The Assimilating Power of Christ

1 John 3:2  •  5 min. read  •  grade level: 6
There is one very precious feature that is found in John's epistle, and indeed elsewhere in his writings, that we cannot see Christ really as He was and is without being wrought upon and formed according to Him. There is such an assimilating power in Christ that it is impossible to have to do with Him without feeling His constraining influence and becoming like Him. The Apostle even traces this through the main particulars of His life and glory. Thus knowing Him as the life, we have life ourselves. Again, He is the Son; and knowing Him thus, we too become sons of God. So in Rev. 1 If He is the King, if He is the Priest, as none other ever was or can be but Himself, He has made us kings, He has made us priests, and given us to be kings and priests as none can be, save those who are made so by Him.

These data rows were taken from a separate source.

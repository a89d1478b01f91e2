//! Yahoo Finance market data provider implementation

use async_trait::async_trait;
use backon::{ExponentialBuilder, Retryable};
use chrono::{Duration as ChronoDuration, Utc};
use tracing::{debug, warn};
use url::Url;

use super::messages::{ChartResponse, ChartResult};
use crate::config::ProviderConfig;
use crate::error::{Result, SignalError};
use crate::models::PriceSeries;
use crate::services::dividends::trailing_dividend_yield;
use crate::services::market_data::MarketDataProvider;

const USER_AGENT: &str = concat!("etf-signals/", env!("CARGO_PKG_VERSION"));

pub struct YahooProvider {
    client: reqwest::Client,
    base_url: Url,
    retries: usize,
}

impl YahooProvider {
    pub fn new(config: &ProviderConfig) -> Result<Self> {
        let base_url = Url::parse(&config.base_url)
            .map_err(|e| SignalError::Config(format!("invalid provider url {}: {}", config.base_url, e)))?;
        let client = reqwest::Client::builder()
            .timeout(config.timeout)
            .user_agent(USER_AGENT)
            .build()?;

        Ok(Self {
            client,
            base_url,
            retries: config.retries,
        })
    }

    fn chart_url(&self, symbol: &str, lookback_days: u32) -> Result<Url> {
        let end = Utc::now();
        let start = end - ChronoDuration::days(i64::from(lookback_days));

        let mut url = self
            .base_url
            .join(&format!("v8/finance/chart/{}", symbol))
            .map_err(|e| SignalError::Config(format!("invalid chart url for {}: {}", symbol, e)))?;
        url.query_pairs_mut()
            .append_pair("period1", &start.timestamp().to_string())
            .append_pair("period2", &end.timestamp().to_string())
            .append_pair("interval", "1d")
            .append_pair("events", "div");
        Ok(url)
    }

    async fn request(&self, symbol: &str, url: &Url) -> Result<ChartResponse> {
        let response = self.client.get(url.clone()).send().await?;
        // 5xx is retried; anything else is parsed for a chart-level error
        let response = if response.status().is_server_error() {
            response.error_for_status()?
        } else {
            response
        };

        let status = response.status();
        let body = response.text().await?;
        serde_json::from_str(&body).map_err(|e| {
            SignalError::unavailable(
                symbol,
                format!("unparseable chart payload (status {}): {}", status, e),
            )
        })
    }

    async fn fetch_chart(&self, symbol: &str, lookback_days: u32) -> Result<ChartResult> {
        let url = self.chart_url(symbol, lookback_days)?;
        debug!(symbol = %symbol, url = %url, "fetching chart");

        let response = (|| async { self.request(symbol, &url).await })
            .retry(ExponentialBuilder::default().with_max_times(self.retries))
            .when(|e: &SignalError| matches!(e, SignalError::Http(_)))
            .notify(|e: &SignalError, delay: std::time::Duration| {
                warn!(symbol = %symbol, error = %e, ?delay, "chart request failed, retrying");
            })
            .await
            .map_err(|e| match e {
                SignalError::Http(err) => SignalError::unavailable(symbol, err.to_string()),
                other => other,
            })?;

        if let Some(error) = response.chart.error {
            return Err(SignalError::unavailable(
                symbol,
                format!("{}: {}", error.code, error.description),
            ));
        }

        response
            .chart
            .result
            .and_then(|results| results.into_iter().next())
            .ok_or_else(|| SignalError::unavailable(symbol, "empty chart result"))
    }
}

#[async_trait]
impl MarketDataProvider for YahooProvider {
    async fn daily_bars(&self, symbol: &str, lookback_days: u32) -> Result<PriceSeries> {
        let chart = self.fetch_chart(symbol, lookback_days).await?;
        let bars = chart.bars();
        debug!(symbol = %symbol, bars = bars.len(), "received daily bars");
        PriceSeries::new(symbol, bars)
    }

    async fn trailing_dividend_yield(&self, symbol: &str) -> Result<Option<f64>> {
        let chart = self.fetch_chart(symbol, 366).await?;
        let Some(latest) = chart.bars().last().copied() else {
            return Err(SignalError::unavailable(symbol, "no closing price"));
        };
        let dividends = chart.dividends();
        Ok(trailing_dividend_yield(
            &dividends,
            latest.close,
            Utc::now().date_naive(),
        ))
    }
}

But this is also true morally, because as He is our life, and we have even life eternal in Him; so also He is our righteousness, and we are righteous in Him and by Him, yea, made the righteousness of God in Him. And this is not only true as to the present, but as to the future. We have seen Him now by faith, and all the blessing comes by faith. But we shall see Him soon face to face, as well as now inwardly by the Holy Spirit, we shall be both outwardly and inwardly conformed to Him. Thus does the Apostle preserve this most precious thought everywhere, bringing it out and applying it to us in the most unexpectedly full manner.
"Behold, what manner of love the Father hath bestowed upon us, that we should be called the sons of God." It never was so displayed before. It was predicted that it was to be, but it never was so brought out, till Himself, the Son of God, really and properly came. And we then become not only sons in title, but children (for such is the true force of it), as being really born of God. To be sons, glorious as it is, is not so intimate a thing as to be children, born of God. A person might have the title of a son without being of the family. But while we are and shall be owned as sons of God, we are children. "Therefore," he says, "the world knoweth us not." There we have the very same thought again. If it is nearness to God, there never was any one so near to God as He was; but now we are brought into the very same nearness, as He says, "Go to My brethren, and say unto them, I ascend unto My Father, and your Father; and to My God, and your God." John 20:1717Jesus saith unto her, Touch me not; for I am not yet ascended to my Father: but go to my brethren, and say unto them, I ascend unto my Father, and your Father; and to my God, and your God. (John 20:17). Thus what is His becomes ours. But now, looking at the other side, the world does not know us. How comes this? For the most precious reason—because it knew Him not. Whatever was His portion, is our portion. If the world cast Him out, must I wonder if it cast us out also? If the world called Him every bad name, we must expect no better. Only let us take care that we do not deserve it. The Lord give us more and more faith, that we may know what it is to be outcast for Christ's sake! It was His portion from the manger to the cross.
Having given us these two portions, He distinguishes what is, from what shall be. "Beloved, now are we the sons [children] of God." As he had before simply said, "that we should be called the sons [children] of God," there might have been a question whether it was really so or not. But now he adds, "Now are we the sons [children] of God, and it doth not yet appear what we shall be." It does not appear to the world; it does perfectly appear to us. He is not speaking of what we know, but of what is to be manifested to the world. For we ought to know it now as perfectly as we shall in the glory. It rests upon God's Word, as it flows from His grace; and God's Word will not be plainer in heaven than it is upon earth. Nothing can make the Word of God plainer or surer. There may be the putting down of opposing influences, but "the word of God... liveth and abideth forever" (1 Pet. 1:2323Being born again, not of corruptible seed, but of incorruptible, by the word of God, which liveth and abideth for ever. (1 Peter 1:23)). And this is the strength of our Christian health and well-being, the very spring that gives us power of separation unto God, that we wait for no signs, that we accept His Word and rejoice in it, and take it as our sure portion, not because we deserve such grace, but because Christ does; and Christ deserves it now as much as ever He will. And as it is nothing but the fruit of the grace of Christ, he says, "Beloved, now are we the sons [children] of God, and it doth not yet appear what we shall be: but we know that, when He shall appear, we shall be like Him." And why? Because it is guaranteed by His infinite power? No; true as this may be, it is not the reason. "We shall be like Him; for we shall see Him as He is." We see Him now as He was, and this constrains and conforms us into the likeness of what He was; surely then we shall see Him as He is, and we shall be like Him as He is. Yes, in spirit we see Him as He is now, and are even now changed into the same image from glory to glory, even as by the Spirit of the Lord.